Because the cemetery is so small – only 2.9 acres – it cannot be fully compared to such prolific rural cemeteries as Mount Auburn Cemetery in Massachusetts, but it was clearly laid out in the rural cemetery fashion. Many of the first people buried here were European immigrants, so that could explain why there are no trees on the property. Jewish cemeteries in Europe are generally not planted with trees because of the possibility that roots could disturb the bodies.
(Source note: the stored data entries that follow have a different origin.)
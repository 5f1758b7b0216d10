//! Notification Fanout
//!
//! Delivers a payload to every live connection whose rooms intersect the
//! target set. Fire-and-forget: offline subscribers get nothing here (the
//! persisted notification archive is their catch-up path), and a failed
//! write to one subscriber never affects the others or the caller.

use std::sync::Arc;

use shared::NotificationPayload;
use shared::message::BusMessage;
use shared::roles::ALL_ROOM;

use crate::realtime::registry::ConnectionRegistry;

#[derive(Clone)]
pub struct NotificationFanout {
    registry: Arc<ConnectionRegistry>,
}

impl NotificationFanout {
    pub fn new(registry: Arc<ConnectionRegistry>) -> Self {
        Self { registry }
    }

    /// Deliver `payload` to every connection in any of `rooms`
    ///
    /// 空目标集不是丢弃而是降级: 记日志并广播到 `all` 房间。
    /// Returns how many subscribers the payload reached.
    pub async fn deliver(&self, rooms: &[String], payload: &NotificationPayload) -> usize {
        let broadcast_fallback;
        let target_rooms: &[String] = if rooms.is_empty() {
            tracing::warn!(
                title = %payload.title,
                "Notification without target rooms, broadcasting to everyone"
            );
            broadcast_fallback = [ALL_ROOM.to_string()];
            &broadcast_fallback
        } else {
            rooms
        };

        let members = self.registry.members_of(target_rooms);
        if members.is_empty() {
            tracing::debug!(
                rooms = ?target_rooms,
                title = %payload.title,
                "No live subscriber in target rooms"
            );
            return 0;
        }

        let message = BusMessage::notification(payload);
        let mut delivered = 0;
        for connection in members {
            match connection.send(&message).await {
                Ok(()) => delivered += 1,
                Err(e) => {
                    // 单个订阅者推送失败只记录, 不影响其它订阅者
                    tracing::warn!(
                        user = %connection.user_id,
                        error = %e,
                        "Failed to deliver notification"
                    );
                }
            }
        }

        tracing::debug!(
            delivered,
            rooms = ?target_rooms,
            title = %payload.title,
            "Notification fanned out"
        );
        delivered
    }
}

#[cfg(test)]
mod tests {
    use super::*;
    use crate::realtime::registry::ClientConnection;
    use crate::realtime::transport::{MemoryTransport, Transport};
    use chrono::Utc;
    use shared::message::EventType;
    use shared::{AlertKind, Role};
    use std::time::Duration;

    fn payload(title: &str) -> NotificationPayload {
        NotificationPayload {
            title: title.into(),
            message: "m".into(),
            kind: AlertKind::Low,
            icon: AlertKind::Low.icon().into(),
            status: None,
            created_at: Utc::now(),
        }
    }

    fn registry() -> Arc<ConnectionRegistry> {
        Arc::new(ConnectionRegistry::new(Duration::from_secs(1800)))
    }

    #[tokio::test]
    async fn delivers_only_to_intersecting_rooms() {
        let registry = registry();
        let (server1, client1) = MemoryTransport::pair();
        let (server2, client2) = MemoryTransport::pair();
        registry.register(Arc::new(ClientConnection::new(
            "agent1".into(),
            Role::Agent,
            vec!["hc_fann".into()],
            server1,
        )));
        registry.register(Arc::new(ClientConnection::new(
            "chief".into(),
            Role::Regional,
            vec![],
            server2,
        )));

        let fanout = NotificationFanout::new(registry);
        let delivered = fanout
            .deliver(&["hc_fann".to_string()], &payload("Low stock: PENTA (batch B100)"))
            .await;
        assert_eq!(delivered, 1);

        let received = client1.read_message().await.unwrap();
        assert_eq!(received.event_type, EventType::NewNotification);
        let body: NotificationPayload = received.decode().unwrap();
        assert_eq!(body.title, "Low stock: PENTA (batch B100)");

        // Regional 用户不在目标房间, 不应收到
        let nothing =
            tokio::time::timeout(Duration::from_millis(50), client2.read_message()).await;
        assert!(nothing.is_err());
    }

    #[tokio::test]
    async fn parent_child_room_targets_a_single_family() {
        let registry = registry();
        let (family_server, family_client) = MemoryTransport::pair();
        let (other_server, other_client) = MemoryTransport::pair();
        let family_room = shared::roles::parent_child_room("+221 77 123 45 67", "chd42");

        registry.register(Arc::new(ClientConnection::new(
            "parent-1".into(),
            Role::Agent,
            vec![family_room.clone()],
            family_server,
        )));
        registry.register(Arc::new(ClientConnection::new(
            "parent-2".into(),
            Role::Agent,
            vec![shared::roles::parent_child_room("770000000", "chd7")],
            other_server,
        )));

        let fanout = NotificationFanout::new(registry);
        let delivered = fanout.deliver(&[family_room], &payload("appointment reminder")).await;
        assert_eq!(delivered, 1);
        assert!(family_client.read_message().await.is_ok());

        let nothing =
            tokio::time::timeout(Duration::from_millis(50), other_client.read_message()).await;
        assert!(nothing.is_err());
    }

    #[tokio::test]
    async fn empty_target_falls_back_to_broadcast() {
        let registry = registry();
        let (server, client) = MemoryTransport::pair();
        registry.register(Arc::new(ClientConnection::new(
            "u1".into(),
            Role::National,
            vec![],
            server,
        )));

        let fanout = NotificationFanout::new(registry);
        let delivered = fanout.deliver(&[], &payload("orphan alert")).await;
        assert_eq!(delivered, 1);
        assert!(client.read_message().await.is_ok());
    }

    #[tokio::test]
    async fn one_dead_subscriber_does_not_block_the_rest() {
        let registry = registry();
        let (dead_server, dead_client) = MemoryTransport::pair();
        dead_client.close().await.unwrap();
        let (live_server, live_client) = MemoryTransport::pair();

        registry.register(Arc::new(ClientConnection::new(
            "dead".into(),
            Role::Agent,
            vec![],
            dead_server,
        )));
        registry.register(Arc::new(ClientConnection::new(
            "live".into(),
            Role::Agent,
            vec![],
            live_server,
        )));

        let fanout = NotificationFanout::new(registry);
        let delivered = fanout
            .deliver(&["agent".to_string()], &payload("still flows"))
            .await;
        assert_eq!(delivered, 1);
        assert!(live_client.read_message().await.is_ok());
    }
}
==Decline of the Jewish community==
Congregation Beth Israel experienced decline along with the rest of the city and state's Jewish community. The Jewish population in Mississippi peaked in 1927 at 6,420 and has since decreased steadily. By 2001, only 1,500 Jews remained in the state. Children of the original Jewish immigrants – mostly merchants – were more interested in going to college to become professionals than taking over family businesses. The rise of national retail chains pressured many Jews to move to larger cities, leaving empty storefronts to line streets of smaller cities that were once economic centers. As of 2006, there were thirteen Jewish congregations left in the state, and only two still had a full-time rabbi. Meridian as a whole has also seen a decline in population. Between the censuses in 1980 and 2000, the city's population declined over 16% from 46,577 to 39,968.
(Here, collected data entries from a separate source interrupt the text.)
//! Shared types for the VaxTrack stock platform
//!
//! Wire-level types used by both the stock server and its clients:
//! the realtime message protocol and the organizational role/room
//! vocabulary.

pub mod message;
pub mod roles;

// Re-exports
pub use message::{AlertKind, BusMessage, EventType, NotificationPayload};
pub use roles::{Role, StockLevel};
By the early 21st century, there were fewer than 40 Jews remaining in the city of Meridian, most of whom were elderly. Ohel Jacob, the local Orthodox congregation, first shared services with Beth Israel on all but High Holy Days and then disbanded completely in 1990, with its handful of members joining Beth Israel. By the 2000s, there were no longer enough children in the Beth Israel congregation to support a Sunday school class or youth group. Beth Israel no longer has a full-time rabbi; instead, from 2005 to 2016 retired Rabbi David Goldstein from Touro Synagogue in New Orleans, leads services once a month. Starting September 2016, Rabbi Barry Altman, of Ormond Beach, Florida, took over as part-time rabbi. The synagogue serves about 20 member families and houses a Family Growth Services Group, which "seeks to sustain and advance the reach and contributions of the Jewish community within Meridian." In January 2010, Beth Israel launched a Family Relocation Program, which provided grants of up to $25,000 to families looking to relocate to the Meridian area.